Set in the mid-1980s in Florida, “The Infiltrator” centers on Robert Mazur, a federal agent who comes to believe that seizing cocaine shipments is a losing strategy since there’s always more coming through the pipeline. A far more promising approach, Mazur believes, is to follow the money. The heads of the cartel can afford to lose drugs; they deeply resent losing their cash.

With the approval of his bosses (among them Amy Ryan and Jason Isaacs), Mazur creates an alter ego, shady businessman Bob Musella, who dresses well, lives big and has created a plan for laundering millions in the cartel’s ill-gotten gains.

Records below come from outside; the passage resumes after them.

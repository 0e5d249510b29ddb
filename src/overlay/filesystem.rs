//! Transactional filesystem
//!
//! Buffers writes and removals in an overlay over a real directory tree and
//! persists them through a crash-safe, diff-log-based save protocol. A save
//! interrupted at any point is recovered on the next open by replaying the
//! backup diff; periodic autosaves checkpoint unsaved work the same way.

use std::io::{Seek, Write};
use std::path::{Path, PathBuf};

use parking_lot::Mutex;
use tracing::{debug, warn};

use crate::archive::{ZipReader, ZipWriter, ZIP_ENTRY_MODE};
use crate::diff::{self, DiffType, JsonFormat};
use crate::error::{Error, Result};
use crate::fsutil;
use crate::lock::{DirectoryLock, LockHandler, LOCK_FILE_NAME};
use crate::overlay::OverlayStore;
use crate::path::{dir_prefix, normalize};

/// Decision source for restoring an autosave diff found at open time
pub enum RestoreMode<'a> {
    /// Leave the autosave on disk untouched
    Never,
    /// Restore it unconditionally
    Always,
    /// Ask the callback; restore when it returns true
    Ask(&'a dyn Fn(&Path) -> bool),
}

/// Options for opening a transactional filesystem
pub struct OpenOptions<'a> {
    /// Whether mutations may be persisted; also controls lock acquisition
    pub writable: bool,
    /// How to handle a complete autosave diff
    pub restore: RestoreMode<'a>,
    /// Consulted when the directory lock is held by a live foreign process
    pub lock_handler: Option<LockHandler<'a>>,
}

impl Default for OpenOptions<'_> {
    fn default() -> Self {
        Self { writable: false, restore: RestoreMode::Never, lock_handler: None }
    }
}

/// Per-file predicate applied during archive export
pub type FileFilter<'a> = &'a dyn Fn(&str) -> bool;

struct Inner {
    store: OverlayStore,
    writable: bool,
    restored_from_autosave: bool,
    lock: DirectoryLock,
}

/// Transactional overlay over one root directory.
///
/// All state is guarded by a single mutex held for the full duration of
/// every operation, including the disk I/O of save, autosave and archive
/// export. Callbacks supplied to export must not call back into the same
/// instance, or they will deadlock.
pub struct TransactionalFs {
    root: PathBuf,
    inner: Mutex<Inner>,
}

impl TransactionalFs {
    /// Open a root directory.
    ///
    /// Recovery runs first: a complete backup diff (left behind by an
    /// interrupted save) is restored unconditionally. The directory lock is
    /// then acquired when opening writable, and finally a complete autosave
    /// diff is offered according to the restore mode.
    pub fn open(root: impl AsRef<Path>, options: OpenOptions<'_>) -> Result<Self> {
        let root = root.as_ref().to_path_buf();
        let mut store = OverlayStore::new();
        let mut lock = DirectoryLock::new(&root);

        if diff::is_complete(&root, DiffType::Backup) {
            let manifest = diff::manifest_path(&root, DiffType::Backup);
            debug!(path = %manifest.display(), "restoring file system from backup");
            diff::read_diff(&manifest, DiffType::Backup, &mut store, &JsonFormat)?;
        }

        if options.writable {
            fsutil::make_path(&root)?;
            lock.try_lock(options.lock_handler)?;
        }

        let mut restored_from_autosave = false;
        if diff::is_complete(&root, DiffType::Autosave) {
            let accept = match options.restore {
                RestoreMode::Never => false,
                RestoreMode::Always => true,
                RestoreMode::Ask(callback) => callback(&root),
            };
            if accept {
                let manifest = diff::manifest_path(&root, DiffType::Autosave);
                debug!(path = %manifest.display(), "restoring file system from autosave");
                diff::read_diff(&manifest, DiffType::Autosave, &mut store, &JsonFormat)?;
                restored_from_autosave = true;
            }
        }

        Ok(Self {
            root,
            inner: Mutex::new(Inner {
                store,
                writable: options.writable,
                restored_from_autosave,
                lock,
            }),
        })
    }

    /// Open read-only, never restoring an autosave
    pub fn open_ro(root: impl AsRef<Path>) -> Result<Self> {
        Self::open(root, OpenOptions::default())
    }

    /// Open writable with the given autosave restore mode
    pub fn open_rw(root: impl AsRef<Path>, restore: RestoreMode<'_>) -> Result<Self> {
        Self::open(root, OpenOptions { writable: true, restore, lock_handler: None })
    }

    /// Root directory of this filesystem
    pub fn root(&self) -> &Path {
        &self.root
    }

    /// Absolute path a relative path resolves to in the real tree
    pub fn abs_path(&self, path: &str) -> PathBuf {
        OverlayStore::abs_path(&self.root, &normalize(path))
    }

    pub fn is_writable(&self) -> bool {
        self.inner.lock().writable
    }

    /// Whether the overlay was rehydrated from an autosave diff and not yet
    /// saved
    pub fn is_restored_from_autosave(&self) -> bool {
        self.inner.lock().restored_from_autosave
    }

    /// Read a file through the merged view
    pub fn read(&self, path: &str) -> Result<Vec<u8>> {
        self.read_if_exists(path)?
            .ok_or_else(|| Error::FileNotFound(self.abs_path(path).display().to_string()))
    }

    /// Read a file through the merged view, None if it resolves nowhere
    pub fn read_if_exists(&self, path: &str) -> Result<Option<Vec<u8>>> {
        let cleaned = normalize(path);
        self.inner.lock().store.read_merged(&self.root, &cleaned)
    }

    /// Whether a path resolves to a file in the merged view
    pub fn file_exists(&self, path: &str) -> bool {
        let cleaned = normalize(path);
        self.inner.lock().store.file_exists(&self.root, &cleaned)
    }

    /// Stage a file write
    pub fn write(&self, path: &str, content: &[u8]) {
        let cleaned = normalize(path);
        self.inner.lock().store.stage_write(&cleaned, content.to_vec());
    }

    /// Stage a single-file removal
    pub fn remove_file(&self, path: &str) {
        let cleaned = normalize(path);
        self.inner.lock().store.stage_remove_file(&cleaned);
    }

    /// Stage removal of a directory and everything beneath it
    pub fn remove_dir_recursively(&self, path: &str) {
        let prefix = dir_prefix(path);
        self.inner.lock().store.stage_remove_dir(&prefix);
    }

    /// Stage a rename: write the destination with the source content, then
    /// remove the source. Fails if the source does not resolve.
    pub fn rename_file(&self, src: &str, dst: &str) -> Result<()> {
        let content = self.read(src)?;
        self.write(dst, &content);
        self.remove_file(src);
        Ok(())
    }

    /// Subdirectory names under `path` in the merged view
    pub fn list_dirs(&self, path: &str) -> Vec<String> {
        let prefix = dir_prefix(path);
        self.inner.lock().store.list_dirs(&self.root, &prefix)
    }

    /// File names directly under `path` in the merged view
    pub fn list_files(&self, path: &str) -> Vec<String> {
        let prefix = dir_prefix(path);
        self.inner.lock().store.list_files(&self.root, &prefix)
    }

    /// Drop all staged changes
    pub fn discard_changes(&self) {
        self.inner.lock().store.discard();
    }

    /// Staged paths whose staged state actually differs from the real tree
    pub fn check_for_modifications(&self) -> Result<Vec<String>> {
        let inner = self.inner.lock();
        let mut modifications = Vec::new();

        for dir in inner.store.removed_dirs() {
            let fp = OverlayStore::abs_path(&self.root, dir.trim_end_matches('/'));
            if fp.is_dir() {
                modifications.push(dir.clone());
            }
        }
        for path in inner.store.removed_files() {
            if OverlayStore::abs_path(&self.root, path).is_file() {
                modifications.push(path.clone());
            }
        }
        for (path, content) in inner.store.modified() {
            let fp = OverlayStore::abs_path(&self.root, path);
            if !fp.is_file() || &fsutil::read_file(&fp)? != content {
                modifications.push(path.clone());
            }
        }

        Ok(modifications)
    }

    /// Persist an autosave diff of the current overlay.
    ///
    /// Never touches the real tree and never clears the overlay; produces a
    /// recovery checkpoint for unsaved edits.
    pub fn autosave(&self) -> Result<()> {
        let inner = self.inner.lock();
        Self::save_diff(&self.root, &inner, DiffType::Autosave)
    }

    /// Commit all staged changes to the real tree.
    ///
    /// A backup diff is written first and removed only after every real-tree
    /// operation succeeded, so an interruption at any point is recovered by
    /// replaying the backup on the next open. On failure the staged overlay
    /// and the backup diff are left in place for retry.
    pub fn save(&self) -> Result<()> {
        let mut inner = self.inner.lock();

        // Write-ahead snapshot; must fully succeed before the tree changes.
        Self::save_diff(&self.root, &inner, DiffType::Backup)?;

        // The staged state is now backed up, so a restored autosave can no
        // longer be lost.
        inner.restored_from_autosave = false;

        // The autosave is older than the backup now; drop it so it cannot
        // be restored over newer state.
        diff::remove_diff(&self.root, DiffType::Autosave)?;

        // Apply to the real tree: directories, then files, then writes, so
        // a directory removal cannot undo a write staged beneath it.
        for dir in inner.store.removed_dirs() {
            let fp = OverlayStore::abs_path(&self.root, dir.trim_end_matches('/'));
            if fp.is_dir() {
                fsutil::remove_dir_recursively(&fp)?;
            }
        }
        for path in inner.store.removed_files() {
            let fp = OverlayStore::abs_path(&self.root, path);
            if fp.is_file() {
                fsutil::remove_file(&fp)?;
            }
        }
        for (path, content) in inner.store.modified() {
            fsutil::write_file(&OverlayStore::abs_path(&self.root, path), content)?;
        }

        // The real tree matches the intended state; the backup is redundant.
        diff::remove_diff(&self.root, DiffType::Backup)?;

        inner.store.discard();
        Ok(())
    }

    /// Make the instance read-only and release the directory lock
    pub fn release_lock(&self) -> Result<()> {
        let mut inner = self.inner.lock();
        inner.writable = false;
        inner.lock.unlock_if_held()
    }

    fn save_diff(root: &Path, inner: &Inner, ty: DiffType) -> Result<()> {
        if !inner.writable {
            return Err(Error::ReadOnly);
        }
        diff::write_diff(root, ty, &inner.store, &JsonFormat)
    }

    /// Stage every non-directory entry of an archive into the overlay
    pub fn load_from_zip(&self, data: Vec<u8>) -> Result<()> {
        let reader = ZipReader::from_bytes(data)?;
        self.stage_archive(reader)
    }

    /// Stage every non-directory entry of an archive file into the overlay
    pub fn load_from_zip_file(&self, path: &Path) -> Result<()> {
        let reader = ZipReader::open(path)?;
        self.stage_archive(reader)
    }

    fn stage_archive<R: std::io::Read + Seek>(&self, mut reader: ZipReader<R>) -> Result<()> {
        let mut inner = self.inner.lock();
        for index in 0..reader.entry_count() {
            let name = reader.entry_name(index)?;
            if name.ends_with('/') || name.ends_with('\\') {
                continue;
            }
            let bytes = reader.entry_bytes(index)?;
            inner.store.stage_write(&normalize(&name), bytes);
        }
        Ok(())
    }

    /// Export the merged view as an in-memory archive.
    ///
    /// Dot-directories (diff logs and friends) and the lock file are always
    /// excluded; the optional filter further restricts files by path.
    pub fn export_to_zip(&self, filter: Option<FileFilter<'_>>) -> Result<Vec<u8>> {
        let inner = self.inner.lock();
        let mut zip = ZipWriter::in_memory();
        self.export_dir(&inner, &mut zip, None, "", filter)?;
        zip.finish_into_bytes()
    }

    /// Export the merged view as an archive file.
    ///
    /// If the output path lies inside this tree it is excluded from the
    /// export. A partially written output file is deleted before any error
    /// propagates.
    pub fn export_to_zip_file(&self, path: &Path, filter: Option<FileFilter<'_>>) -> Result<()> {
        let skip = path
            .strip_prefix(&self.root)
            .ok()
            .map(|rel| normalize(&rel.to_string_lossy()));

        let result = (|| {
            let mut zip = ZipWriter::create(path)?;
            let inner = self.inner.lock();
            self.export_dir(&inner, &mut zip, skip.as_deref(), "", filter)?;
            zip.finish()
        })();

        if result.is_err() {
            // the archive is incomplete, do not leave it behind
            if let Err(e) = std::fs::remove_file(path) {
                warn!(path = %path.display(), error = %e, "failed to remove partial archive");
            }
        }
        result
    }

    fn export_dir<W: Write + Seek>(
        &self,
        inner: &Inner,
        zip: &mut ZipWriter<W>,
        skip: Option<&str>,
        prefix: &str,
        filter: Option<FileFilter<'_>>,
    ) -> Result<()> {
        for dirname in inner.store.list_dirs(&self.root, prefix) {
            // diff logs, lock-adjacent and VCS directories stay out
            if dirname.starts_with('.') {
                continue;
            }
            self.export_dir(inner, zip, skip, &format!("{}{}/", prefix, dirname), filter)?;
        }

        for filename in inner.store.list_files(&self.root, prefix) {
            let filepath = format!("{}{}", prefix, filename);
            if skip == Some(filepath.as_str()) {
                continue;
            }
            if filename == LOCK_FILE_NAME {
                continue;
            }
            if let Some(predicate) = filter {
                if !predicate(&filepath) {
                    continue;
                }
            }
            let content = inner
                .store
                .read_merged(&self.root, &filepath)?
                .ok_or_else(|| Error::FileNotFound(filepath.clone()))?;
            zip.write_entry(&filepath, &content, ZIP_ENTRY_MODE)?;
        }

        Ok(())
    }
}
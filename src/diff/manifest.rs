//! Diff manifest data model and serialization seam
//!
//! The manifest is the index of a persisted diff. Its presence on disk is
//! the sole signal that the diff is complete, so the codec writes it last
//! and deletes it first. The grammar sits behind ManifestFormat so the
//! codec can be tested against an in-memory fake.

use chrono::{DateTime, Local};
use serde::{Deserialize, Serialize};

/// Index of one persisted diff (backup or autosave)
#[derive(Debug, Clone, PartialEq, Serialize, Deserialize)]
pub struct DiffManifest {
    /// Type tag, e.g. "txfs_backup"
    #[serde(rename = "type")]
    pub type_tag: String,
    /// Creation time of the diff
    pub created: DateTime<Local>,
    /// Name of the snapshot subdirectory holding the modified file copies
    pub modified_files_directory: String,
    /// Modified file paths, sorted lexicographically
    pub modified_files: Vec<String>,
    /// Removed file paths, sorted lexicographically
    pub removed_files: Vec<String>,
    /// Removed directory prefixes (trailing slash), sorted lexicographically
    pub removed_directories: Vec<String>,
}

/// Serialization grammar for diff manifests.
///
/// Errors are plain reason strings; the codec attaches the manifest path
/// when mapping them to Error::ManifestCorrupt.
pub trait ManifestFormat {
    fn encode(&self, manifest: &DiffManifest) -> Result<Vec<u8>, String>;
    fn decode(&self, bytes: &[u8]) -> Result<DiffManifest, String>;
}

/// JSON manifest grammar
#[derive(Debug, Default, Clone, Copy)]
pub struct JsonFormat;

impl ManifestFormat for JsonFormat {
    fn encode(&self, manifest: &DiffManifest) -> Result<Vec<u8>, String> {
        serde_json::to_vec_pretty(manifest).map_err(|e| e.to_string())
    }

    fn decode(&self, bytes: &[u8]) -> Result<DiffManifest, String> {
        serde_json::from_slice(bytes).map_err(|e| e.to_string())
    }
}
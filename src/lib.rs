//! txfs - Transactional overlay filesystem
//!
//! An in-memory overlay atop a real directory tree: writes and removals are
//! buffered and merged into a consistent view, then committed through a
//! crash-safe, diff-log-based save protocol with automatic recovery. An
//! interrupted save is replayed from its backup diff on the next open;
//! periodic autosaves checkpoint unsaved work independently.

pub mod archive;
pub mod diff;
pub mod error;
pub mod fsutil;
pub mod lock;
pub mod overlay;
pub mod path;

pub use error::{Error, Result};
pub use overlay::{OpenOptions, RestoreMode, TransactionalFs};

/// Re-export commonly used types
pub mod prelude {
    pub use crate::error::{Error, Result};
    pub use crate::overlay::{OpenOptions, RestoreMode, TransactionalFs};
}
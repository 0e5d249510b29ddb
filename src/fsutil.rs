//! Raw file I/O helpers
//!
//! Thin wrappers over std::fs that attach path context to errors.
//! All writes create missing parent directories first.

use crate::error::{Error, Result};
use std::fs;
use std::path::Path;

/// Read the entire content of a file
pub fn read_file(path: &Path) -> Result<Vec<u8>> {
    fs::read(path).map_err(|e| Error::io(path, e))
}

/// Write a file, creating missing parent directories
pub fn write_file(path: &Path, content: &[u8]) -> Result<()> {
    if let Some(parent) = path.parent() {
        make_path(parent)?;
    }
    fs::write(path, content).map_err(|e| Error::io(path, e))
}

/// Remove a single file
pub fn remove_file(path: &Path) -> Result<()> {
    fs::remove_file(path).map_err(|e| Error::io(path, e))
}

/// Remove a directory and everything beneath it
pub fn remove_dir_recursively(path: &Path) -> Result<()> {
    fs::remove_dir_all(path).map_err(|e| Error::io(path, e))
}

/// Create a directory and all missing parents
pub fn make_path(path: &Path) -> Result<()> {
    fs::create_dir_all(path).map_err(|e| Error::io(path, e))
}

He begins by befriending the hard-drinking, whore-running street-level drug chieftains and rung by rung works his way up to the biggest movers in the Escobar cartel.

This is all very tricky, and Bob eventually finds it a challenge to separate the venal but charming Musella from his real life with a astonishingly understanding wife (Juliet Aubrey) and two kids. It must mess with your mind going from a coke-fuelled party in a topless joint to a cozy nest in the ‘burbs.

So that he won’t have to betray his wife by sleeping with a hooker (a gift from one of his new drug buddies), Bob claims to be engaged. A fellow agent, Kathy (Diane Kruger), must then step up to portray his trophy fiance. She’s a knockout, and you’ve got to wonder if under the pressure of their shared deception the two agents might not slip into a relationship of a more than professional nature.